UNITED STATES DISTRICT COURT FOR THE EASTERN DISTRICT OF PENNSYLVANIA
Nov 13, 2020
CIVIL ACTION NO. 5:19-cv-05939-KSM (E.D. Pa. Nov. 13, 2020)

Opinion

CIVIL ACTION NO. 5:19-cv-05939-KSM

11-13-2020

MARK BEER, Plaintiff, v. ADVANCED AUTO PARTS, INC., Defendant.


MEMORANDUM MARSTON, J.

Plaintiff Mark Beer brings two counts against Defendant Advanced Auto Parts, Inc. Count I of Beer's Amended Complaint alleges that Advanced Auto Parts violated the Americans with Disabilities Act ("ADA") by discriminating against Beer due to his disability and failing to engage in the required interactive process. (Doc. No. 17.) Count II alleges that Advanced Auto Parts retaliated against Beer in violation of the ADA. (Id.) Presently before the Court is Defendant's Partial Motion to Dismiss Count II of Beer's Amended Complaint. (Doc. No. 18.) For the reasons discussed below, the Court will deny Defendant's motion.

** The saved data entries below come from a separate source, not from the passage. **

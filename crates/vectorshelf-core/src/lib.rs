//! Per-library vector index subsystem: the pluggable nearest-neighbor index
//! family, the chunk store, the concurrency-guarded library container, the
//! document processor, and the process-wide library registry.
//!
//! Everything outside this crate — the HTTP surface, the embedding
//! provider, persistence, auth — is a collaborator the rest of this
//! workspace supplies; this crate only defines the interfaces it expects of
//! them ([`processor::EmbeddingProvider`]).

pub mod chunk;
pub mod document;
pub mod error;
pub mod index;
pub mod library;
pub mod processor;
pub mod registry;
pub mod vector;

pub use chunk::{Chunk, ChunkStore};
pub use document::{Document, Metadata};
pub use error::{CoreError, CoreResult};
pub use index::{IndexParams, IndexType, VectorIndex};
pub use library::{Library, LibrarySnapshot, PendingChunk, SearchOutcome};
pub use processor::{chunk_text, DocumentProcessor, EmbeddingProvider};
pub use registry::LibraryRegistry;
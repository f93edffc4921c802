//! Structured logging setup. Maps `{DEBUG, INFO, WARNING, ERROR, CRITICAL}`
//! onto `tracing`'s filter levels (`tracing` has no `CRITICAL`; it is
//! treated as `ERROR`) and `{json, console}` onto `tracing-subscriber`'s
//! JSON and pretty-ish compact formatters.

use tracing_subscriber::fmt;
use tracing_subscriber::EnvFilter;

use crate::config::LoggingConfig;

pub fn init(config: &LoggingConfig) {
    let level = match config.log_level.to_ascii_uppercase().as_str() {
        "DEBUG" => "debug",
        "INFO" => "info",
        "WARNING" => "warn",
        "ERROR" | "CRITICAL" => "error",
        _ => "info",
    };
    let filter = EnvFilter::try_from_default_env().unwrap_or_else(|_| EnvFilter::new(level));

    match config.log_format.as_str() {
        "json" => {
            fmt().with_env_filter(filter).json().init();
        }
        _ => {
            fmt().with_env_filter(filter).init();
        }
    }
}
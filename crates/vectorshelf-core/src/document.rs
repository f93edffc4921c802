//! Document and metadata records.

use chrono::{DateTime, Utc};
use uuid::Uuid;

/// Bookkeeping attached to every library and document.
///
/// `creation_time` is set once at construction and never mutated;
/// `last_update` is refreshed on every successful mutation.
#[derive(Debug, Clone)]
pub struct Metadata {
    pub creation_time: DateTime<Utc>,
    pub last_update: DateTime<Utc>,
    pub username: String,
    pub tags: Vec<String>,
}

impl Metadata {
    pub fn new(username: impl Into<String>, tags: Vec<String>) -> Self {
        let now = Utc::now();
        Self {
            creation_time: now,
            last_update: now,
            username: username.into(),
            tags,
        }
    }

    pub fn touch(&mut self) {
        self.last_update = Utc::now();
    }
}

/// A document owns the set of chunks in its library whose `document_id`
/// matches its own id. Updating `text` replaces that whole chunk set.
#[derive(Debug, Clone)]
pub struct Document {
    pub id: Uuid,
    pub library_id: Uuid,
    pub text: String,
    pub chunk_size: usize,
    pub metadata: Metadata,
}
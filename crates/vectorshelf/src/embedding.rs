//! Concrete [`EmbeddingProvider`] implementations.
//!
//! - [`MockEmbedder`] — deterministic, hash-derived vectors; no network,
//!   used by default and throughout the test suite.
//! - [`OpenAiEmbedder`] — calls `POST {base_url}/embeddings`, retrying 429
//!   and 5xx responses with exponential backoff (1s, 2s, 4s, ... capped at
//!   32s), failing immediately on other 4xx responses.

use std::time::Duration;

use async_trait::async_trait;
use vectorshelf_core::EmbeddingProvider;

use crate::config::EmbeddingProviderConfig;

const MAX_RETRIES: u32 = 5;

/// Deterministic embedder: every text hashes to the same vector every run,
/// with no external calls. Distinct inputs land in different directions
/// often enough to exercise search without a real model.
pub struct MockEmbedder {
    dims: usize,
}

impl MockEmbedder {
    pub fn new(dims: usize) -> Self {
        Self { dims }
    }
}

#[async_trait]
impl EmbeddingProvider for MockEmbedder {
    async fn embed(&self, texts: &[String]) -> Result<Vec<Vec<f32>>, String> {
        Ok(texts.iter().map(|t| hash_embed(t, self.dims)).collect())
    }
}

/// FNV-1a over the text, expanded into `dims` pseudo-random components by
/// re-hashing the running state once per dimension.
fn hash_embed(text: &str, dims: usize) -> Vec<f32> {
    let mut state: u64 = 0xcbf2_9ce4_8422_2325;
    for byte in text.bytes() {
        state ^= byte as u64;
        state = state.wrapping_mul(0x0000_0100_0000_01b3);
    }
    (0..dims)
        .map(|i| {
            state = state.wrapping_mul(0x2545_f491_4f6c_dd1d).wrapping_add(i as u64);
            ((state >> 40) as f32 / (1u64 << 24) as f32) - 1.0
        })
        .collect()
}

pub struct OpenAiEmbedder {
    client: reqwest::Client,
    base_url: String,
    api_key: String,
    model: String,
}

impl OpenAiEmbedder {
    pub fn new(config: &EmbeddingProviderConfig) -> Result<Self, String> {
        let api_key = config
            .api_key
            .clone()
            .ok_or_else(|| "embedding_provider.api_key is required for kind = \"openai\"".to_string())?;
        let client = reqwest::Client::builder()
            .timeout(Duration::from_secs(30))
            .build()
            .map_err(|e| e.to_string())?;
        Ok(Self {
            client,
            base_url: config.base_url.clone(),
            api_key,
            model: config.model.clone(),
        })
    }
}

#[async_trait]
impl EmbeddingProvider for OpenAiEmbedder {
    async fn embed(&self, texts: &[String]) -> Result<Vec<Vec<f32>>, String> {
        let body = serde_json::json!({
            "model": self.model,
            "input": texts,
        });

        let mut last_err = None;
        for attempt in 0..=MAX_RETRIES {
            if attempt > 0 {
                let delay = Duration::from_secs(1 << (attempt - 1).min(5));
                tokio::time::sleep(delay).await;
            }

            let resp = self
                .client
                .post(format!("{}/embeddings", self.base_url))
                .header("Authorization", format!("Bearer {}", self.api_key))
                .json(&body)
                .send()
                .await;

            match resp {
                Ok(response) => {
                    let status = response.status();
                    if status.is_success() {
                        let json: serde_json::Value =
                            response.json().await.map_err(|e| e.to_string())?;
                        return parse_response(&json);
                    }
                    if status.as_u16() == 429 || status.is_server_error() {
                        let text = response.text().await.unwrap_or_default();
                        last_err = Some(format!("embedding provider error {status}: {text}"));
                        continue;
                    }
                    let text = response.text().await.unwrap_or_default();
                    return Err(format!("embedding provider error {status}: {text}"));
                }
                Err(e) => {
                    last_err = Some(e.to_string());
                    continue;
                }
            }
        }
        Err(last_err.unwrap_or_else(|| "embedding request failed after retries".to_string()))
    }
}

fn parse_response(json: &serde_json::Value) -> Result<Vec<Vec<f32>>, String> {
    let data = json
        .get("data")
        .and_then(|d| d.as_array())
        .ok_or("malformed embedding response: missing data array")?;

    data.iter()
        .map(|item| {
            item.get("embedding")
                .and_then(|e| e.as_array())
                .map(|arr| arr.iter().map(|v| v.as_f64().unwrap_or(0.0) as f32).collect())
                .ok_or_else(|| "malformed embedding response: missing embedding".to_string())
        })
        .collect()
}

#[cfg(test)]
mod tests {
    use super::*;

    #[tokio::test]
    async fn mock_embedder_is_deterministic() {
        let embedder = MockEmbedder::new(8);
        let a = embedder.embed(&["hello".to_string()]).await.unwrap();
        let b = embedder.embed(&["hello".to_string()]).await.unwrap();
        assert_eq!(a, b);
    }

    #[tokio::test]
    async fn mock_embedder_respects_requested_dims() {
        let embedder = MockEmbedder::new(16);
        let out = embedder.embed(&["x".into(), "y".into()]).await.unwrap();
        assert_eq!(out.len(), 2);
        assert!(out.iter().all(|v| v.len() == 16));
    }

    #[tokio::test]
    async fn mock_embedder_distinct_texts_differ() {
        let embedder = MockEmbedder::new(8);
        let out = embedder
            .embed(&["alpha".to_string(), "beta".to_string()])
            .await
            .unwrap();
        assert_ne!(out[0], out[1]);
    }

    #[test]
    fn openai_embedder_requires_api_key() {
        let config = EmbeddingProviderConfig {
            kind: "openai".into(),
            api_key: None,
            model: "text-embedding-3-small".into(),
            base_url: "https://api.openai.com/v1".into(),
            dimensions: 32,
        };
        assert!(OpenAiEmbedder::new(&config).is_err());
    }
}
//! Locality-sensitive hashing index via random hyperplane sign bits.
//!
//! `num_tables` independent hash tables, each keyed by a `num_hyperplanes`-bit
//! code computed from the sign of the dot product against a fixed set of
//! random hyperplanes. A query unions the buckets it falls into across every
//! table, then re-scores that candidate set exactly with cosine similarity —
//! the hashing only narrows the scan, it never substitutes for it.
//!
//! Hyperplanes are sampled once, from `seed`, the moment the index first
//! learns its dimensionality (on `build` or the first `add`), and never
//! resampled for the life of the index. Multi-probe querying (widening the
//! bucket search by flipping low-confidence bits) is not implemented; a
//! query that lands in empty buckets across every table returns no matches.
//!
//! Each hyperplane normal's components are drawn from the standard normal
//! distribution, not a uniform cube: a normal vector's direction must be
//! spherically symmetric for the sign-bit hash's collision probability to
//! track the angle between two points the way SimHash depends on. Sampling
//! components uniformly from `[-1, 1]` instead would bias normals toward the
//! cube's diagonals and only be invariant under axis permutation/sign-flip,
//! not arbitrary rotation.

use std::collections::HashMap;

use rand::rngs::StdRng;
use rand::SeedableRng;
use rand_distr::{Distribution, StandardNormal};
use uuid::Uuid;

use super::{finalize_matches, IndexMatch, VectorIndex};
use crate::error::{CoreError, CoreResult};
use crate::vector::{cosine, Vector};

type BucketCode = u64;

#[derive(Debug)]
pub struct LshIndex {
    num_tables: usize,
    num_hyperplanes: usize,
    seed: u64,
    dim: Option<usize>,
    hyperplanes: Vec<Vec<Vector>>,
    tables: Vec<HashMap<BucketCode, Vec<Uuid>>>,
    points: HashMap<Uuid, Vector>,
}

impl LshIndex {
    pub fn new(num_tables: usize, num_hyperplanes: usize, seed: u64) -> Self {
        Self {
            num_tables,
            num_hyperplanes,
            seed,
            dim: None,
            hyperplanes: Vec::new(),
            tables: vec![HashMap::new(); num_tables],
            points: HashMap::new(),
        }
    }

    fn ensure_hyperplanes(&mut self, dim: usize) {
        if self.dim.is_some() {
            return;
        }
        self.dim = Some(dim);
        let mut rng = StdRng::seed_from_u64(self.seed);
        self.hyperplanes = (0..self.num_tables)
            .map(|_| {
                (0..self.num_hyperplanes)
                    .map(|_| {
                        (0..dim)
                            .map(|_| StandardNormal.sample(&mut rng))
                            .collect()
                    })
                    .collect()
            })
            .collect();
    }

    fn hash(&self, table: usize, v: &[f32]) -> BucketCode {
        let mut code: BucketCode = 0;
        for plane in &self.hyperplanes[table] {
            code <<= 1;
            if cosine(plane, v) >= 0.0 {
                code |= 1;
            }
        }
        code
    }

    fn insert_into_tables(&mut self, id: Uuid, v: &[f32]) {
        for t in 0..self.num_tables {
            let code = self.hash(t, v);
            self.tables[t].entry(code).or_default().push(id);
        }
    }

    fn remove_from_tables(&mut self, id: Uuid, v: &[f32]) {
        for t in 0..self.num_tables {
            let code = self.hash(t, v);
            if let Some(bucket) = self.tables[t].get_mut(&code) {
                bucket.retain(|x| x != &id);
            }
        }
    }
}

impl VectorIndex for LshIndex {
    fn build(&mut self, points: &[(Uuid, Vector)]) {
        self.dim = None;
        self.hyperplanes.clear();
        self.tables = vec![HashMap::new(); self.num_tables];
        self.points.clear();

        if let Some((_, first)) = points.first() {
            self.ensure_hyperplanes(first.len());
        }
        for (id, v) in points {
            self.insert_into_tables(*id, v);
            self.points.insert(*id, v.clone());
        }
    }

    fn add(&mut self, id: Uuid, vector: Vector) -> CoreResult<()> {
        if self.points.contains_key(&id) {
            return Err(CoreError::AlreadyExists { kind: "chunk", id });
        }
        if let Some(dim) = self.dim {
            if dim != vector.len() {
                return Err(CoreError::DimensionMismatch {
                    expected: dim,
                    actual: vector.len(),
                });
            }
        } else {
            self.ensure_hyperplanes(vector.len());
        }
        self.insert_into_tables(id, &vector);
        self.points.insert(id, vector);
        Ok(())
    }

    fn remove(&mut self, id: Uuid) -> bool {
        match self.points.remove(&id) {
            Some(v) => {
                self.remove_from_tables(id, &v);
                true
            }
            None => false,
        }
    }

    fn query(&self, vector: &[f32], k: usize, min_sim: f32) -> Vec<IndexMatch> {
        if self.dim.is_none() {
            return Vec::new();
        }
        let mut candidate_ids: std::collections::HashSet<Uuid> = std::collections::HashSet::new();
        for t in 0..self.num_tables {
            let code = self.hash(t, vector);
            if let Some(bucket) = self.tables[t].get(&code) {
                candidate_ids.extend(bucket.iter().copied());
            }
        }

        let candidates: Vec<IndexMatch> = candidate_ids
            .into_iter()
            .filter_map(|id| {
                self.points.get(&id).map(|v| IndexMatch {
                    id,
                    similarity: cosine(vector, v),
                })
            })
            .collect();
        finalize_matches(candidates, k, min_sim)
    }

    fn len(&self) -> usize {
        self.points.len()
    }

    fn contains(&self, id: &Uuid) -> bool {
        self.points.contains_key(id)
    }
}

#[cfg(test)]
mod tests {
    use super::*;
    use crate::vector::normalize;

    fn unit(x: f32, y: f32, z: f32) -> Vector {
        normalize(&[x, y, z]).unwrap()
    }

    #[test]
    fn near_duplicate_vectors_are_found() {
        let mut idx = LshIndex::new(8, 6, 42);
        let id = Uuid::new_v4();
        idx.add(id, unit(1.0, 0.01, 0.0)).unwrap();
        idx.add(Uuid::new_v4(), unit(-1.0, 0.0, 0.2)).unwrap();

        let results = idx.query(&unit(1.0, 0.0, 0.0), 5, 0.0);
        assert!(results.iter().any(|m| m.id == id));
    }

    #[test]
    fn add_rejects_duplicate_id() {
        let mut idx = LshIndex::new(4, 4, 7);
        let id = Uuid::new_v4();
        idx.add(id, unit(1.0, 0.0, 0.0)).unwrap();
        let err = idx.add(id, unit(0.0, 1.0, 0.0)).unwrap_err();
        assert!(matches!(err, CoreError::AlreadyExists { .. }));
    }

    #[test]
    fn add_rejects_dimension_mismatch() {
        let mut idx = LshIndex::new(4, 4, 7);
        idx.add(Uuid::new_v4(), unit(1.0, 0.0, 0.0)).unwrap();
        let err = idx
            .add(Uuid::new_v4(), normalize(&[1.0, 0.0]).unwrap())
            .unwrap_err();
        assert!(matches!(err, CoreError::DimensionMismatch { .. }));
    }

    #[test]
    fn remove_drops_point_from_every_table() {
        let mut idx = LshIndex::new(4, 4, 7);
        let id = Uuid::new_v4();
        idx.add(id, unit(1.0, 0.0, 0.0)).unwrap();
        assert!(idx.remove(id));
        assert_eq!(idx.len(), 0);
        assert!(!idx.contains(&id));
        for table in &idx.tables {
            for bucket in table.values() {
                assert!(!bucket.contains(&id));
            }
        }
    }

    #[test]
    fn empty_index_query_returns_nothing() {
        let idx = LshIndex::new(4, 4, 7);
        assert!(idx.query(&[1.0, 0.0], 5, 0.0).is_empty());
    }

    #[test]
    fn deterministic_seed_gives_deterministic_hyperplanes() {
        let mut a = LshIndex::new(2, 3, 99);
        let mut b = LshIndex::new(2, 3, 99);
        a.ensure_hyperplanes(4);
        b.ensure_hyperplanes(4);
        assert_eq!(a.hyperplanes, b.hyperplanes);
    }
}
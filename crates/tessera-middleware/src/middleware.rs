//! Core middleware trait.
//!
//! A [`Middleware`] is a decorator factory: given the next handler in the
//! chain it returns a new handler wrapping it. Layering happens once, when
//! the [`Pipeline`](crate::Pipeline) is built, so per-request dispatch is a
//! plain chain of `Handler::handle` calls with no lookups.
//!
//! # Example
//!
//! ```
//! use std::sync::Arc;
//! use tessera_core::{BoxFuture, BoxedHandler, Handler, HandlerResult, Message, RequestContext};
//! use tessera_middleware::Middleware;
//!
//! struct Uppercase;
//!
//! struct UppercaseHandler {
//!     inner: BoxedHandler,
//! }
//!
//! impl Handler for UppercaseHandler {
//!     fn handle<'a>(
//!         &'a self,
//!         ctx: &'a RequestContext,
//!         message: Message,
//!     ) -> BoxFuture<'a, HandlerResult> {
//!         let command = message.command().as_str().to_ascii_uppercase();
//!         let (_, payload) = message.into_parts();
//!         self.inner.handle(ctx, Message::new(command, payload))
//!     }
//! }
//!
//! impl Middleware for Uppercase {
//!     fn name(&self) -> &'static str {
//!         "uppercase"
//!     }
//!
//!     fn layer(&self, next: BoxedHandler) -> BoxedHandler {
//!         Arc::new(UppercaseHandler { inner: next })
//!     }
//! }
//! ```

use std::sync::Arc;
use tessera_core::BoxedHandler;

/// A shared, type-erased middleware.
pub type BoxedMiddleware = Arc<dyn Middleware>;

/// Produces a handler that decorates the next one in the chain.
///
/// # Invariants
///
/// - `layer` is called once per pipeline build, never per request
/// - The returned handler MUST NOT keep per-request mutable state
/// - Unless transforming messages is its purpose, a middleware MUST return
///   the inner handler's result unchanged
pub trait Middleware: Send + Sync + 'static {
    /// Returns the stage name, used for diagnostics and pipeline checks.
    fn name(&self) -> &'static str;

    /// Wraps `next`.
    fn layer(&self, next: BoxedHandler) -> BoxedHandler;
}

impl<M: Middleware + ?Sized> Middleware for Arc<M> {
    fn name(&self) -> &'static str {
        (**self).name()
    }

    fn layer(&self, next: BoxedHandler) -> BoxedHandler {
        (**self).layer(next)
    }
}

/// A middleware built from a closure over the next handler.
///
/// # Example
///
/// ```
/// use std::sync::Arc;
/// use tessera_core::{handler_fn, BoxedHandler, HandlerError};
/// use tessera_middleware::FnMiddleware;
///
/// // Rejects everything without calling the inner handler.
/// let deny = FnMiddleware::new("deny", |_next: BoxedHandler| -> BoxedHandler {
///     Arc::new(handler_fn(|_ctx, _msg| async {
///         Err(HandlerError::command(13, "Unauthorized", "denied"))
///     }))
/// });
/// ```
pub struct FnMiddleware<F> {
    name: &'static str,
    func: F,
}

impl<F> FnMiddleware<F> {
    /// Creates a new function-based middleware.
    pub const fn new(name: &'static str, func: F) -> Self {
        Self { name, func }
    }
}

impl<F> std::fmt::Debug for FnMiddleware<F> {
    fn fmt(&self, f: &mut std::fmt::Formatter<'_>) -> std::fmt::Result {
        f.debug_struct("FnMiddleware")
            .field("name", &self.name)
            .finish_non_exhaustive()
    }
}

impl<F> Middleware for FnMiddleware<F>
where
    F: Fn(BoxedHandler) -> BoxedHandler + Send + Sync + 'static,
{
    fn name(&self) -> &'static str {
        self.name
    }

    fn layer(&self, next: BoxedHandler) -> BoxedHandler {
        (self.func)(next)
    }
}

Defendant explains in a footnote in its Partial Motion to Dismiss that although Beer's Complaint names "Advanced Auto Parts, Inc." as the defendant, the proper name is "Advance Stores Company, Incorporated d/b/a Advance Auto Parts." (Doc. No. 18-2, p. 1 n.1.) Defendant alleges that Beer was employed by Advance Stores Company, a subsidiary of Advance Auto Parts. (Id.) If the parties wish to alter the case caption to indicate that Beer's suit is against Advance Stores, not Advance Auto Parts, they may file a stipulation to that effect.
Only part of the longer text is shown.